Le grand éolien est en plein développement. Le prix du kWh produit est 2 à 3 fois plus cher que le kWh standard. Là où il est installé, il faut souvent renforcer le réseau ou en construire un car les puissances à évacuer sont importantes. Le bilan de l’éolien, en Allemagne, est moins bon que prévu. Ainsi, en 2003, pour une puissance installée de 14 345 MW, il a été produit 18,6 TWh, soit moins de 15% de ce que l’on obtiendrait si l’éolienne fonctionnait à sa puissance nominale.

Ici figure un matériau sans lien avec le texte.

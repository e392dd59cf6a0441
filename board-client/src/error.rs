use thiserror::Error;

#[derive(Debug, Error)]
/// Ошибки сборки клиента `board-client`.
pub enum BoardClientError {
    /// Не удалось собрать HTTP-клиент (`reqwest`).
    #[error("http client build error: {0}")]
    Build(#[from] reqwest::Error),

    /// Пустой или непригодный базовый URL сервера.
    #[error("invalid base url: {0:?}")]
    InvalidBaseUrl(String),
}

/// Результат операций `board-client`.
pub type BoardClientResult<T> = Result<T, BoardClientError>;
//! Контроллер списка постов: загрузка страницы, поиск, пагинация.

use std::rc::Rc;

use tracing::{debug, error};

use crate::client::{ApiClient, Transport};
use crate::error::ApiResult;
use crate::messages;
use crate::models::PageResult;
use crate::pagination::Pagination;
use crate::state::{BoardState, ListQuery};
use crate::view::{BoardView, PostTable};

#[derive(Debug, Clone, Copy, PartialEq, Eq)]
/// Чем закончилась загрузка списка.
pub enum ListOutcome {
    /// Таблица и пагинация перерисованы.
    Rendered {
        /// Строк в таблице (заглушка тоже строка).
        rows: usize,
        /// Всего страниц по ответу сервера.
        total_pages: u32,
    },
    /// Пока шёл запрос, начали более новую загрузку; ответ отброшен.
    Stale,
}

/// Список постов с поиском и пагинацией.
pub struct PostListController<T, V> {
    client: Rc<ApiClient<T>>,
    view: Rc<V>,
    state: Rc<BoardState>,
}

impl<T, V> Clone for PostListController<T, V> {
    fn clone(&self) -> Self {
        Self {
            client: Rc::clone(&self.client),
            view: Rc::clone(&self.view),
            state: Rc::clone(&self.state),
        }
    }
}

impl<T: Transport, V: BoardView> PostListController<T, V> {
    /// Собирает контроллер вокруг общего клиента, экрана и состояния.
    pub fn new(client: Rc<ApiClient<T>>, view: Rc<V>, state: Rc<BoardState>) -> Self {
        Self {
            client,
            view,
            state,
        }
    }

    /// Загружает страницу `page` с поиском `search` и перерисовывает таблицу.
    ///
    /// При ошибке прежняя таблица остаётся на экране. Если до прихода ответа
    /// была начата другая загрузка, ответ отбрасывается.
    pub async fn load_posts(&self, page: u32, search: &str) -> ApiResult<ListOutcome> {
        let query = ListQuery::new(page, search);
        let generation = self.state.begin_list_load(query.clone());
        debug!(page = query.page, search = %query.search, generation, "loading posts");

        let result = self.client.list_posts(&query).await;

        if !self.state.is_latest_list_load(generation) {
            debug!(
                page = query.page,
                search = %query.search,
                generation,
                "discarding stale post list response"
            );
            return Ok(ListOutcome::Stale);
        }

        match result {
            Ok(page_result) => Ok(self.render(query, page_result)),
            Err(err) => {
                error!(page = query.page, search = %query.search, error = %err, "failed to load posts");
                self.view.report_error(&format!(
                    "{}: {}",
                    messages::LOAD_POSTS_FAILED,
                    err.user_message()
                ));
                Err(err)
            }
        }
    }

    /// Перестраивает пагинацию целиком и отдаёт её экрану.
    pub fn create_pagination(
        &self,
        total_pages: u32,
        current_page: u32,
        search: &str,
    ) -> Option<Pagination> {
        let pagination = Pagination::build(total_pages, current_page, search);
        self.view.render_pagination(pagination.as_ref());
        pagination
    }

    /// Переход по пагинации: прячет детали поста и грузит страницу.
    pub async fn open_page(&self, page: u32, search: &str) -> ApiResult<ListOutcome> {
        self.view.hide_post_details();
        self.load_posts(page, search).await
    }

    /// Поиск: первая страница с новой строкой поиска.
    pub async fn search(&self, term: &str) -> ApiResult<ListOutcome> {
        self.open_page(1, term).await
    }

    /// Повторяет последнюю начатую загрузку.
    pub async fn reload(&self) -> ApiResult<ListOutcome> {
        let query = self.state.last_query();
        self.load_posts(query.page, &query.search).await
    }

    fn render(&self, query: ListQuery, result: PageResult) -> ListOutcome {
        let table = PostTable::from_posts(&result.posts);
        self.view.render_posts(&table);

        if result.posts.is_empty() {
            self.view.render_pagination(None);
        } else {
            self.create_pagination(result.total_pages, query.page, &query.search);
        }

        self.state.mark_rendered(query);
        ListOutcome::Rendered {
            rows: table.row_count(),
            total_pages: result.total_pages,
        }
    }
}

L’impact sur les émissions de gaz à effet de serre d’une installation d’éoliennes dépend fortement du contexte. Si, en France, on remplaçait un réacteur nucléaire par des éoliennes (2500 éoliennes de 1,5 MW), il faudrait aussi installer une centrale à gaz en complément pour fournir de l’électricité quand il n’y a pas de vent. Si l’on prend un taux de fonctionnement de 30% pour les éoliennes, cela veut dire que l’on passe d’un moyen de production de l’électricité sans émission de gaz à effet de serre, à un système qui en émet pendant 70% du temps, i.e. pendant le fonctionnement de la centrale à gaz. On émet donc plus de gaz à effet de serre que dans la situation précédente. Au Danemark, où l’on produit de l’électricité avec des centrales à charbon, il est en revanche intéressant d’utiliser des éoliennes. En effet, pendant que ces dernières fonctionnent, il n’y a pas d’émission de gaz à effet de serre. On gagne donc 30% de la pollution initiale. On voit donc qu’avec cette solution, la France émettrait plus de gaz à effet de serre alors que le Danemark en émettrait moins.

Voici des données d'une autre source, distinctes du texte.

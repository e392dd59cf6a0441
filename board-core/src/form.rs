use thiserror::Error;

use crate::error::ApiError;
use crate::models::Post;

#[derive(Debug, Clone, Copy, Default, PartialEq, Eq)]
/// Режим общей формы создания/редактирования поста.
pub enum FormMode {
    /// Форма скрыта.
    #[default]
    Hidden,
    /// Создание нового поста.
    Create,
    /// Редактирование существующего поста.
    Edit,
}

#[derive(Debug, Clone, PartialEq, Eq, Error)]
/// Ошибки переходов формы.
pub enum FormError {
    /// Переход между режимами не разрешён.
    #[error("form transition {from:?} -> {to:?} is not allowed")]
    InvalidTransition {
        /// Текущий режим.
        from: FormMode,
        /// Запрошенный режим.
        to: FormMode,
    },

    /// Действие требует открытой формы.
    #[error("post form is not open")]
    NotOpen,
}

impl From<FormError> for ApiError {
    fn from(value: FormError) -> Self {
        ApiError::Validation(value.to_string())
    }
}

#[derive(Debug, Clone, PartialEq, Eq)]
/// Что отправить при сабмите формы.
pub enum Submission {
    /// Создать пост.
    Create {
        /// Заголовок.
        title: String,
        /// Текст.
        content: String,
        /// Автор.
        author: String,
    },
    /// Обновить пост `post_id`.
    Update {
        /// Идентификатор редактируемого поста.
        post_id: i64,
        /// Новый заголовок.
        title: String,
        /// Новый текст.
        content: String,
    },
}

/// Общая форма создания/редактирования поста.
///
/// Режим определяется только наличием `post_id` (есть значит обновление, нет значит
/// создание). Переходы: `Hidden -> Create`, `Hidden | Create -> Edit`,
/// `Create | Edit -> Hidden`.
#[derive(Debug, Clone, Default, PartialEq, Eq)]
pub struct PostForm {
    mode: FormMode,
    post_id: Option<i64>,
    title: String,
    content: String,
    author: String,
}

impl PostForm {
    /// Текущий режим.
    pub fn mode(&self) -> FormMode {
        self.mode
    }

    /// Идентификатор редактируемого поста.
    pub fn post_id(&self) -> Option<i64> {
        self.post_id
    }

    /// Заголовок в форме.
    pub fn title(&self) -> &str {
        &self.title
    }

    /// Текст в форме.
    pub fn content(&self) -> &str {
        &self.content
    }

    /// Автор в форме.
    pub fn author(&self) -> &str {
        &self.author
    }

    /// Видна ли форма.
    pub fn is_open(&self) -> bool {
        self.mode != FormMode::Hidden
    }

    /// Заголовок формы для текущего режима.
    pub fn heading(&self) -> &'static str {
        match self.mode {
            FormMode::Hidden => "",
            FormMode::Create => "Новый пост",
            FormMode::Edit => "Редактирование поста",
        }
    }

    /// Подпись кнопки отправки.
    pub fn submit_label(&self) -> &'static str {
        if self.post_id.is_some() {
            "Сохранить"
        } else {
            "Опубликовать"
        }
    }

    /// `Hidden -> Create`: очищает поля и подставляет автора.
    pub fn open_create(&mut self, author: Option<String>) -> Result<(), FormError> {
        if self.mode != FormMode::Hidden {
            return Err(FormError::InvalidTransition {
                from: self.mode,
                to: FormMode::Create,
            });
        }

        *self = Self {
            mode: FormMode::Create,
            author: author.unwrap_or_default(),
            ..Self::default()
        };
        Ok(())
    }

    /// `Hidden | Create -> Edit`: загружает поля поста.
    pub fn open_edit(&mut self, post: &Post) -> Result<(), FormError> {
        if self.mode == FormMode::Edit {
            return Err(FormError::InvalidTransition {
                from: self.mode,
                to: FormMode::Edit,
            });
        }

        *self = Self {
            mode: FormMode::Edit,
            post_id: Some(post.id),
            title: post.title.clone(),
            content: post.content.clone(),
            author: post.author.clone(),
        };
        Ok(())
    }

    /// Обновляет поля открытой формы. `author = None` оставляет автора как есть.
    pub fn set_draft(
        &mut self,
        title: &str,
        content: &str,
        author: Option<&str>,
    ) -> Result<(), FormError> {
        if !self.is_open() {
            return Err(FormError::NotOpen);
        }

        self.title = title.to_string();
        self.content = content.to_string();
        if let Some(author) = author {
            self.author = author.to_string();
        }
        Ok(())
    }

    /// Что отправлять: обновление при наличии `post_id`, иначе создание.
    pub fn submission(&self) -> Result<Submission, FormError> {
        if !self.is_open() {
            return Err(FormError::NotOpen);
        }

        Ok(match self.post_id {
            Some(post_id) => Submission::Update {
                post_id,
                title: self.title.clone(),
                content: self.content.clone(),
            },
            None => Submission::Create {
                title: self.title.clone(),
                content: self.content.clone(),
                author: self.author.clone(),
            },
        })
    }

    /// Скрывает форму и очищает поля. Для скрытой формы ничего не делает.
    pub fn close(&mut self) {
        *self = Self::default();
    }
}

L’éolien off shore se développe actuellement mais il est plus coûteux et nécessite des technologies spéciales, notamment pour les problèmes de corrosion. Il bénéficie du fait que les vents sont plus forts et plus réguliers en mer que sur terre.

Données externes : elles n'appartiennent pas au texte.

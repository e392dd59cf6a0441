//! Тексты, которые контроллеры показывают пользователю.

pub(crate) const LOGIN_FIELDS_REQUIRED: &str = "Заполните все поля входа";
pub(crate) const LOGIN_SUCCESS: &str = "Вход выполнен";
pub(crate) const LOGIN_FAILED: &str = "Не удалось войти";
pub(crate) const INVALID_CREDENTIALS: &str = "Неверный идентификатор или пароль";
pub(crate) const LOGOUT_SUCCESS: &str = "Вы вышли из системы";
pub(crate) const LOGOUT_FAILED: &str = "Не удалось выйти";

pub(crate) const REGISTER_FIELDS_REQUIRED: &str = "Заполните все поля регистрации";
pub(crate) const PASSWORD_MISMATCH: &str = "Пароли не совпадают";
pub(crate) const REGISTER_SUCCESS: &str = "Регистрация завершена";
pub(crate) const REGISTER_FAILED: &str = "Регистрация не удалась";
pub(crate) const USER_EXISTS: &str = "Пользователь с таким ID уже существует";
pub(crate) const DATABASE_ERROR: &str = "Произошла ошибка базы данных";
pub(crate) const UNKNOWN_ERROR: &str = "Произошла неизвестная ошибка";
pub(crate) const GENERIC_ERROR: &str = "Произошла ошибка";

pub(crate) const STATUS_CHECK_FAILED: &str = "Не удалось проверить статус входа";
pub(crate) const CURRENT_USER_FAILED: &str = "Не удалось получить текущего пользователя";
pub(crate) const PROTECTED_FAILED: &str = "Нет доступа к защищённому ресурсу";

pub(crate) const LOAD_POSTS_FAILED: &str = "Не удалось загрузить посты";
pub(crate) const LOAD_POST_FAILED: &str = "Не удалось загрузить пост";

pub(crate) const POST_FIELDS_REQUIRED: &str = "Заполните заголовок, текст и автора";
pub(crate) const POST_CREATED: &str = "Пост опубликован";
pub(crate) const POST_CREATE_FAILED: &str = "Не удалось создать пост";
pub(crate) const POST_UPDATED: &str = "Пост обновлён";
pub(crate) const POST_UPDATE_FAILED: &str = "Не удалось обновить пост";
pub(crate) const POST_DELETE_CONFIRM: &str = "Удалить пост? Это действие нельзя отменить.";
pub(crate) const POST_DELETED: &str = "Пост удалён";
pub(crate) const POST_DELETE_FAILED: &str = "Не удалось удалить пост";
pub(crate) const FORM_BUSY: &str = "Сначала закройте открытую форму";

La géothermie est une énergie d’avenir, même si son exploitation actuelle est encore faible. En effet, 99% de notre planète est à une température supérieure à 200°C. La production mondiale en 2000 a été de 47,3 TWh, soit l’équivalent de six réacteurs nucléaires. La géothermie profonde à haute température a de grandes potentialités. L’exploitation de la chaleur géothermique, avec des pompes à chaleur, devrait être une solution à fortement développer en France. La biomasse permet de stocker l’énergie solaire tout en consommant du CO2. Le bilan vis-à-vis de l’effet de serre est donc intéressant. Le bois et la biomasse en général sont, à masse égale, environ 3 fois moins énergétiques que le pétrole.
La biomasse permet aussi de produire des biocarburants. Ceux-ci sont des amplificateurs d’énergie. Avec un litre de pétrole (engins agricoles, transports, engrais, traitement…) on peut en produire deux de bioéthanol et trois d’ester de Colza. En hydrogénant la biomasse, ce qui demande un apport externe d’hydrogène, donc d’énergie, avant de réaliser la synthèse de carburant par Fischer-Tropsch, on peut pratiquement produire deux fois plus de biocarburants par hectare que par la voie classique. Cette voie peut s’avérer très importante pour notre pays.
Les déchets organiques (fiente de volaille, excréments de porcs…) sont très utilisés dans certains pays en voie de développement. Dans les sociétés occidentales, on tire de l’énergie à partir des déchets (méthanisation, incinération…).
Bien que l’on parle beaucoup d’éolien, de solaire, etc., les énergies renouvelables sont très largement dominées par l’hydraulique pour la production d’électricité et par la biomasse pour la production de chaleur. Ceci est vrai pour ce qui concerne la France.

La chaleur basse température

L’utilisation thermique de l’énergie peut se faire sous forme de chaleur (température supérieure à la température ambiante) ou de froid (inférieure à la température ambiante). Les quantités utilisées sont considérables. Ainsi, les besoins de chauffage pour le résidentiel et le tertiaire représentent, en France, environ 60 Mtep pour une consommation d’énergie primaire totale de l’ordre de 260 Mtep. À titre de comparaison, les transports représentent environ 50 Gtep.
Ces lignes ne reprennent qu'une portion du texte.